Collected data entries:

^^^^^^^^^^^^^^^^

//! warehouse-bench CLI

use clap::Parser;
use warehouse_bench::cli::{Cli, Runner};

#[tokio::main]
async fn main() {
    let cli = Cli::parse();

    // Initialize logging
    let level = if cli.verbose {
        tracing::Level::DEBUG
    } else {
        tracing::Level::INFO
    };
    tracing_subscriber::fmt()
        .with_env_filter(
            tracing_subscriber::EnvFilter::from_default_env().add_directive(level.into()),
        )
        .with_writer(std::io::stderr)
        .init();

    let runner = Runner::new(cli);

    if let Err(e) = runner.run().await {
        eprintln!("Error: {e}");
        std::process::exit(1);
    }
}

^^^^^^^^^^^^^^^^

What the exercise asks:
Reproduce each record exactly as written above.

Written response:
//! warehouse-bench CLI

use clap::Parser;
use warehouse_bench::cli::{Cli, Runner};

#[tokio::main]
async fn main() {
    let cli = Cli::parse();

    // Initialize logging
    let level = if cli.verbose {
        tracing::Level::DEBUG
    } else {
        tracing::Level::INFO
    };
    tracing_subscriber::fmt()
        .with_env_filter(
            tracing_subscriber::EnvFilter::from_default_env().add_directive(level.into()),
        )
        .with_writer(std::io::stderr)
        .init();

    let runner = Runner::new(cli);

    if let Err(e) = runner.run().await {
        eprintln!("Error: {e}");
        std::process::exit(1);
    }
}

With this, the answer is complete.